What to produce
Set down exactly the lines in the records below that run from the line with "impl IntoResponse for" to the line with "fn from(value: axum::Error)", inclusive, and nothing more.

Stored items
+ + + +
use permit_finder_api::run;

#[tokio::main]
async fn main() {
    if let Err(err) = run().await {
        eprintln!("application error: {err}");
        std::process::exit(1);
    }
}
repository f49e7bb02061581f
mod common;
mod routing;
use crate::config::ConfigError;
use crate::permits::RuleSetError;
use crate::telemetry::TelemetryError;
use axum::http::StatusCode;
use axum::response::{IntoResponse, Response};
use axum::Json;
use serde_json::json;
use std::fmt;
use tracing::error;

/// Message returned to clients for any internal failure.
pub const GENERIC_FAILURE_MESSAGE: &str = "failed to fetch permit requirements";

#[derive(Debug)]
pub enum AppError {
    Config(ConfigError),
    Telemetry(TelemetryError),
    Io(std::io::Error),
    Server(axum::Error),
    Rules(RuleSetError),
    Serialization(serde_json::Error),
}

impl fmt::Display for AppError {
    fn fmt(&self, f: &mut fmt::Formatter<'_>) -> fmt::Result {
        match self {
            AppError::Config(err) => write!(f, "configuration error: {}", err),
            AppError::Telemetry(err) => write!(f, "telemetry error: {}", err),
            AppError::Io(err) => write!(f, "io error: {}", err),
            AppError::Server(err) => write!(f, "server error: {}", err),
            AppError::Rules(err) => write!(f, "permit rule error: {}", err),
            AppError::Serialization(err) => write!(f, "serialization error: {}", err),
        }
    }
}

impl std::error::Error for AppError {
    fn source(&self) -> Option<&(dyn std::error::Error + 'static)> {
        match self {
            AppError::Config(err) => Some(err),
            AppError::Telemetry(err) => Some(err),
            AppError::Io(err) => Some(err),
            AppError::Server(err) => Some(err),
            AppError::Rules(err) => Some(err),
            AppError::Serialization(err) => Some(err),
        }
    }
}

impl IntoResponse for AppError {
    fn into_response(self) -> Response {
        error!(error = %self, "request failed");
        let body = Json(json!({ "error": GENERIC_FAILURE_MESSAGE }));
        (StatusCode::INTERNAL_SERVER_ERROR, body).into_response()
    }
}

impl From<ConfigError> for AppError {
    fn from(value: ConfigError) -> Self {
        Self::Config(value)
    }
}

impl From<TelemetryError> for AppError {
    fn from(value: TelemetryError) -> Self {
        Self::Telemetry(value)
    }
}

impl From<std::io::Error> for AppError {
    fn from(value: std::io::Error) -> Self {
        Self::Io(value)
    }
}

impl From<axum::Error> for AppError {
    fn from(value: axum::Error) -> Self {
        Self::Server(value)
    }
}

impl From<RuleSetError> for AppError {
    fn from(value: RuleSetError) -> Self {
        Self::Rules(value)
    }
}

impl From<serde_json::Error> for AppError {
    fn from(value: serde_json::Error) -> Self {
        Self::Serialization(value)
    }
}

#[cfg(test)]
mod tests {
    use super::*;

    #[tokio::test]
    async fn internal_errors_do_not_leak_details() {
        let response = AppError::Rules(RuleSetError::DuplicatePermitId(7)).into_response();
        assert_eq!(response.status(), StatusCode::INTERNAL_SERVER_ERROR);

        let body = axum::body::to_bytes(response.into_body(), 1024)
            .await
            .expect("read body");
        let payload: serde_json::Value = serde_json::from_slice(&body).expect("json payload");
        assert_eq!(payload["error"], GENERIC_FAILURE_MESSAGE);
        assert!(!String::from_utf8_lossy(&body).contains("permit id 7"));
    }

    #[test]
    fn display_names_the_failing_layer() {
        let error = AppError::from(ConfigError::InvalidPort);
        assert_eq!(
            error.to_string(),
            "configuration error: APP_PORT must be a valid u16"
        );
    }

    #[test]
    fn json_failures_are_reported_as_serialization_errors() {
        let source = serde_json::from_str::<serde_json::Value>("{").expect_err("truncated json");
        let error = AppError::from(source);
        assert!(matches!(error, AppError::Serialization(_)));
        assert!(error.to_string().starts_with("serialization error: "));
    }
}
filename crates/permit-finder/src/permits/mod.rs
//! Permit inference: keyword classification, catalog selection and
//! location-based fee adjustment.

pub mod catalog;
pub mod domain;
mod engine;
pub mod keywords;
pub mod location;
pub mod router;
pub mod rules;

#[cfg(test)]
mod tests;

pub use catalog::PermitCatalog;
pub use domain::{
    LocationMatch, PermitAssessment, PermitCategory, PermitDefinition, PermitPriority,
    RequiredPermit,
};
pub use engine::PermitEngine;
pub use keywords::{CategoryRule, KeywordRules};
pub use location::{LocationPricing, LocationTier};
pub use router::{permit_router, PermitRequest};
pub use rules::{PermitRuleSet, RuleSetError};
+ + + +
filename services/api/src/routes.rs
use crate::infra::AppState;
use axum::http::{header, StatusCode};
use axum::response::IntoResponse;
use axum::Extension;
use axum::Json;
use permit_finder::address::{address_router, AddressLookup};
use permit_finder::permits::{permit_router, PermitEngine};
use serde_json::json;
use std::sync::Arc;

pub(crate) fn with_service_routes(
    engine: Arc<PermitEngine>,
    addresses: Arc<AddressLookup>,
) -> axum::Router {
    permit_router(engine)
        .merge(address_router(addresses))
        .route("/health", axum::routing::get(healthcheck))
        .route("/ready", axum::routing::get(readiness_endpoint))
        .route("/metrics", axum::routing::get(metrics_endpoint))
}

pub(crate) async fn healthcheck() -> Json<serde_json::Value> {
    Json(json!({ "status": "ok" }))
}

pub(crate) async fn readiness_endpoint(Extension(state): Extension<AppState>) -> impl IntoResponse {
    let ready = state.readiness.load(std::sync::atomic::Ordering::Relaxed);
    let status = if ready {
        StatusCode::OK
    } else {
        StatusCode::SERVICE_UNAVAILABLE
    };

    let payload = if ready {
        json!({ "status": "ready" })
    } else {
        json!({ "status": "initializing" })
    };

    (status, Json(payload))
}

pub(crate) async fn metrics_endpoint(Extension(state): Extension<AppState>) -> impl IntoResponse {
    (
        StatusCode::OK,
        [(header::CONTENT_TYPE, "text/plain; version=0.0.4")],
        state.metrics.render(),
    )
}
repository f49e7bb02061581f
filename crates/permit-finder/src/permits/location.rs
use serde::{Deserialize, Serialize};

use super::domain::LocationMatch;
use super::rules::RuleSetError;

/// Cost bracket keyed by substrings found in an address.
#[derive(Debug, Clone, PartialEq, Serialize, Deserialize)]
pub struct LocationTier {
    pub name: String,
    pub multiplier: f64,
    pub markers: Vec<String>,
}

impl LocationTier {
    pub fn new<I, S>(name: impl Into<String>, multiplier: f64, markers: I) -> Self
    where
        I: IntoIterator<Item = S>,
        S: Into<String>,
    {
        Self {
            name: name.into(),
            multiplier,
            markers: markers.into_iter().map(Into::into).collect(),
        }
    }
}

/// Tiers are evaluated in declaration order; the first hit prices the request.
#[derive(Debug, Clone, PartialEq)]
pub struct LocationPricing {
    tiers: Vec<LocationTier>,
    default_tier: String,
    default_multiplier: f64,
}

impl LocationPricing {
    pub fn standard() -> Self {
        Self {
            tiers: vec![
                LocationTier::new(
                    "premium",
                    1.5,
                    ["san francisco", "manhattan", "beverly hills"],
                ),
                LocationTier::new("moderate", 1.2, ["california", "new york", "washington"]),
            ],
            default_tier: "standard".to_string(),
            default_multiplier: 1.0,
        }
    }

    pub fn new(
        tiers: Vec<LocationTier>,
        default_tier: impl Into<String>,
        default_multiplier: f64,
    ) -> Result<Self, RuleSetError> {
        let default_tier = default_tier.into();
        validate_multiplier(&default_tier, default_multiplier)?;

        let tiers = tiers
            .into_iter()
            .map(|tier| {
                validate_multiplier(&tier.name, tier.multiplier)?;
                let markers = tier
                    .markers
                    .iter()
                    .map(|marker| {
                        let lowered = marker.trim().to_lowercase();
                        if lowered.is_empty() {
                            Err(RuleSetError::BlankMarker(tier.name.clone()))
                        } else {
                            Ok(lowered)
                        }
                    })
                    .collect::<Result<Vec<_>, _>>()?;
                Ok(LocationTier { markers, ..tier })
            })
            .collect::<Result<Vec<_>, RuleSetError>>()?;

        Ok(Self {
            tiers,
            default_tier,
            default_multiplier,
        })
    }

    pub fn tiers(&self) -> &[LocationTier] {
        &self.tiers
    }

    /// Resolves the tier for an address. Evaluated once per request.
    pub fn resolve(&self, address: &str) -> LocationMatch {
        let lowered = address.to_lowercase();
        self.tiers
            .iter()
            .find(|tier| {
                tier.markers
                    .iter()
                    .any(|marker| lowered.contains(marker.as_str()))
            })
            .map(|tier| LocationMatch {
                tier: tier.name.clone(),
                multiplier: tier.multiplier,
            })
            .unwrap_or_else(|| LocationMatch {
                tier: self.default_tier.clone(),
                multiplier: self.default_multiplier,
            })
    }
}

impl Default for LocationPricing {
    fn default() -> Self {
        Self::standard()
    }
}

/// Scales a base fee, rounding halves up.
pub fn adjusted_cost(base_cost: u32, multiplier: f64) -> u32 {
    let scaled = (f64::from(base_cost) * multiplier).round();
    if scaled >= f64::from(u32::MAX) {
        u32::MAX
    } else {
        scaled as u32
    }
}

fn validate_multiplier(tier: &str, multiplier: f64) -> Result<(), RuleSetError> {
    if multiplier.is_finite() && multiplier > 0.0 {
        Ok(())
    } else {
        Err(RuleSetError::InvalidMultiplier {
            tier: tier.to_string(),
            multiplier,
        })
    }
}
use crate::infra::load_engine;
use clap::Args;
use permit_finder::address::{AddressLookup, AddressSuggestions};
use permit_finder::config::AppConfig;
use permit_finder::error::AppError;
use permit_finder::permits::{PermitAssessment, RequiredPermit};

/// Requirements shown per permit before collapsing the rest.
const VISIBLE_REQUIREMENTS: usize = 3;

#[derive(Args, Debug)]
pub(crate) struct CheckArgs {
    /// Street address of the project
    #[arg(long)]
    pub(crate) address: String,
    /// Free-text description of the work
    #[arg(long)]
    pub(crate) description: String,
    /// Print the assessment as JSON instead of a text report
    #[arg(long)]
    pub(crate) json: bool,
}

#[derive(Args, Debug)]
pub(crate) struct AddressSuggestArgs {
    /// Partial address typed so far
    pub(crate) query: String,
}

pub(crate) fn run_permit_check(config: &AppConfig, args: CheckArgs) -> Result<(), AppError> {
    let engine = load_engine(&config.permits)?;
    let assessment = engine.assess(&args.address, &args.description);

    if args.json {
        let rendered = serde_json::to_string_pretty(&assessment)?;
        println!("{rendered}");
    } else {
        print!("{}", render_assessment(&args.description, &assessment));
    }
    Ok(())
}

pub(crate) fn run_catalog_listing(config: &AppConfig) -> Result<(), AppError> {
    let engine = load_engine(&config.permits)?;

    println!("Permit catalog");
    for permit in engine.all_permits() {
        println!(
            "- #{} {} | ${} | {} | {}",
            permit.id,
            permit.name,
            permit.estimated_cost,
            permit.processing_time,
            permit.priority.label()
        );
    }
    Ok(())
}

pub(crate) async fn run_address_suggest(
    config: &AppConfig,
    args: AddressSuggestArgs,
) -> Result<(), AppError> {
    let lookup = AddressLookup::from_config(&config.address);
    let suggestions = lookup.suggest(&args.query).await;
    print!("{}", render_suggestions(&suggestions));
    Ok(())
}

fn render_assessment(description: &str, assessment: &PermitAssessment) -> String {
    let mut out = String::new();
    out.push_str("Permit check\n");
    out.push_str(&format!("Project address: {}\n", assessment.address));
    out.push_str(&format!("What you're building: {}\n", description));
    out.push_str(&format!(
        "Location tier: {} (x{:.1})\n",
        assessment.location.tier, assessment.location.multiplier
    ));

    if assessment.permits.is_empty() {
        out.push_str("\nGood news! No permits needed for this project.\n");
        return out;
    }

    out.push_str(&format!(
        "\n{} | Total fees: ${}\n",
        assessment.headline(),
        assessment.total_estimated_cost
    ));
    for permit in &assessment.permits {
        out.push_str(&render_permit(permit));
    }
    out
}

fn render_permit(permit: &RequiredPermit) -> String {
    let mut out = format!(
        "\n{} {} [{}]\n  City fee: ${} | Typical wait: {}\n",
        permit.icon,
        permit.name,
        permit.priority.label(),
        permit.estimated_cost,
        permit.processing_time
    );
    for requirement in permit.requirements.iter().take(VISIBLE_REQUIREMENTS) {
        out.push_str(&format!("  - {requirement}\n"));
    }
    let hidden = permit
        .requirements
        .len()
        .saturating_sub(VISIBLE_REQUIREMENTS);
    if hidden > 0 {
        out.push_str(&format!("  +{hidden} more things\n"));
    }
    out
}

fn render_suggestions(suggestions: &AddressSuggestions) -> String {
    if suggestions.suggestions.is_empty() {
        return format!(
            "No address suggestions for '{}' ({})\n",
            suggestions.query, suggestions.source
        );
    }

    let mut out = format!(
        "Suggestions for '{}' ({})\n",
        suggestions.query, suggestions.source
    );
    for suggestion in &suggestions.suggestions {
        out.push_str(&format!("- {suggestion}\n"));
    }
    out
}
+ + + +
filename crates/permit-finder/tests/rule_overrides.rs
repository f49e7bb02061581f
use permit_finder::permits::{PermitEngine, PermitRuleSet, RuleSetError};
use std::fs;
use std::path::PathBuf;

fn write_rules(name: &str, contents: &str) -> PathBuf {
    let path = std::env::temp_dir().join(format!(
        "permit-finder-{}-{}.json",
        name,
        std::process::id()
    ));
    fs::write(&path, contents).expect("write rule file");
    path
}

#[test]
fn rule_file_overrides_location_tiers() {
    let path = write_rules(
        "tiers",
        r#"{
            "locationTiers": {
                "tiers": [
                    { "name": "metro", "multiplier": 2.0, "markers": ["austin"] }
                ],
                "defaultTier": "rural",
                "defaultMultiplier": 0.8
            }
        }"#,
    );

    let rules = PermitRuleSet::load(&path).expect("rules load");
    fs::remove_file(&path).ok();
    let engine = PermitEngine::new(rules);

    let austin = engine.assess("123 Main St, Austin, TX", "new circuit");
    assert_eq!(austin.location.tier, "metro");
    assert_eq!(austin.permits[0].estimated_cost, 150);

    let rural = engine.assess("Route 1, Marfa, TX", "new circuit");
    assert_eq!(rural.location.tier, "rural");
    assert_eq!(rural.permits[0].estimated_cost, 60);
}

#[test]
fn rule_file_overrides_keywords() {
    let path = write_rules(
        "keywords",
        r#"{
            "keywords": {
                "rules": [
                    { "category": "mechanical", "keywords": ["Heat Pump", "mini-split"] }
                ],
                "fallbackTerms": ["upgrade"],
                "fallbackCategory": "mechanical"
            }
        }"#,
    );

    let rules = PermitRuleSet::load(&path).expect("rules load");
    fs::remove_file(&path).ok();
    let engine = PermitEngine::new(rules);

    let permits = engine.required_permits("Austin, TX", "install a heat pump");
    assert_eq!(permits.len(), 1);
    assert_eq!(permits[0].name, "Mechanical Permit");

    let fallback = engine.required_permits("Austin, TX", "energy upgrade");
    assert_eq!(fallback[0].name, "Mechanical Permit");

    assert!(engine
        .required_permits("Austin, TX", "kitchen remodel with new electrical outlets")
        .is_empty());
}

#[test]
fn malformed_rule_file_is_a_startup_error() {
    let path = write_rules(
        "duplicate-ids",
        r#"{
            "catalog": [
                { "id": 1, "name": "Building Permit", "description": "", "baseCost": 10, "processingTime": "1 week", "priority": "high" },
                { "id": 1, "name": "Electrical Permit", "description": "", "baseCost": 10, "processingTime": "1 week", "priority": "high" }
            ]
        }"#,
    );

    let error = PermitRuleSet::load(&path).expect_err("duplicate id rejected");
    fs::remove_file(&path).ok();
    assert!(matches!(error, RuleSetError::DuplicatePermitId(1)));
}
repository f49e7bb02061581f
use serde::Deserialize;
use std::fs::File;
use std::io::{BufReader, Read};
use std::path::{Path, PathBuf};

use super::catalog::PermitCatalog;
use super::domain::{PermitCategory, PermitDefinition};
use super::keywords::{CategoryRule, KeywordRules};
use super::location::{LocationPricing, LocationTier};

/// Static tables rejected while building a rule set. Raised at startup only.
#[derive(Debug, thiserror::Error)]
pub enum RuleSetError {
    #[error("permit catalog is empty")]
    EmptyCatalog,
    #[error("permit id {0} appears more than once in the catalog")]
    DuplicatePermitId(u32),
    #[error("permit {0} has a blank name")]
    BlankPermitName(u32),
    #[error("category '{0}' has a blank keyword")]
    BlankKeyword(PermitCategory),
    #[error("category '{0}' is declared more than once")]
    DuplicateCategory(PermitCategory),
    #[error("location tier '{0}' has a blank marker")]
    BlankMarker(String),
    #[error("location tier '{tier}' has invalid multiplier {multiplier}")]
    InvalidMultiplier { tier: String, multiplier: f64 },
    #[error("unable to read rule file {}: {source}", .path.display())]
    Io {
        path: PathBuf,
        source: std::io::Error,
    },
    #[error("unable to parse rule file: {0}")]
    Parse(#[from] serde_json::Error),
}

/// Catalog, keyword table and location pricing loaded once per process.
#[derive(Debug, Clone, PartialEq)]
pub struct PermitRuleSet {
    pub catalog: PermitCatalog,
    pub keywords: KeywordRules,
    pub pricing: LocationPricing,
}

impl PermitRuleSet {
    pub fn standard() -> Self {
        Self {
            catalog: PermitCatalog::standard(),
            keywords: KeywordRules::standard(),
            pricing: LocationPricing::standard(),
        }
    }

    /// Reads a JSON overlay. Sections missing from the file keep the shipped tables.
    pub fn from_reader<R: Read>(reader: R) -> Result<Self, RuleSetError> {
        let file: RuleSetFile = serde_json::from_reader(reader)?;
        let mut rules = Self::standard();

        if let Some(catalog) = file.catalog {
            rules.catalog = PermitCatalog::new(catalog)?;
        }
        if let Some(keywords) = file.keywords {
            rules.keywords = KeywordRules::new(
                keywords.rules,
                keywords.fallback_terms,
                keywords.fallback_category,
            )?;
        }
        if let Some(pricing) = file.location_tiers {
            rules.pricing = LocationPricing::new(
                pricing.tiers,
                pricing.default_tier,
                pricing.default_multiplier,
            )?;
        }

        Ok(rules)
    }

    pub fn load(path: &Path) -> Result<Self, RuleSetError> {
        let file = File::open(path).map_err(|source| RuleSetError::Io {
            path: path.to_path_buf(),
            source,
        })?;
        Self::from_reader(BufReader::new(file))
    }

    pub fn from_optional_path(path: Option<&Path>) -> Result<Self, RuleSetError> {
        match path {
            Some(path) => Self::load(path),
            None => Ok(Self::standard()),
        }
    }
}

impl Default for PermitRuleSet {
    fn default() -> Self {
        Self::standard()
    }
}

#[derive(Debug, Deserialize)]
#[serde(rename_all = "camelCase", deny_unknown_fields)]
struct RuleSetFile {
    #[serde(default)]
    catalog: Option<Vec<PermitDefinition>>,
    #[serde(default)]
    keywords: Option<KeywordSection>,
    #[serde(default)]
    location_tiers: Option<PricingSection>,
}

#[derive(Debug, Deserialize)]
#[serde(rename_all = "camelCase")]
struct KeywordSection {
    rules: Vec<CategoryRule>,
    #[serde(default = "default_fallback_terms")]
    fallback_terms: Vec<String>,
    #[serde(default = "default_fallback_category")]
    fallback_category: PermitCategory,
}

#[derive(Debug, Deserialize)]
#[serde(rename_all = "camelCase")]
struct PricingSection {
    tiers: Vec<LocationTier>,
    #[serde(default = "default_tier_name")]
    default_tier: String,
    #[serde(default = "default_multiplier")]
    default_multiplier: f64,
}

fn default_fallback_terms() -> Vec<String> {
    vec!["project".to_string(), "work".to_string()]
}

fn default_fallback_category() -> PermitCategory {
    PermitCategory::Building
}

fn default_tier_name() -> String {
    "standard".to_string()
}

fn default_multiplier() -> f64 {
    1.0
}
+ + + +
Response to the task
impl IntoResponse for AppError {
    fn into_response(self) -> Response {
        error!(error = %self, "request failed");
        let body = Json(json!({ "error": GENERIC_FAILURE_MESSAGE }));
        (StatusCode::INTERNAL_SERVER_ERROR, body).into_response()
    }
}

impl From<ConfigError> for AppError {
    fn from(value: ConfigError) -> Self {
        Self::Config(value)
    }
}

impl From<TelemetryError> for AppError {
    fn from(value: TelemetryError) -> Self {
        Self::Telemetry(value)
    }
}

impl From<std::io::Error> for AppError {
    fn from(value: std::io::Error) -> Self {
        Self::Io(value)
    }
}

impl From<axum::Error> for AppError {
    fn from(value: axum::Error) -> Self {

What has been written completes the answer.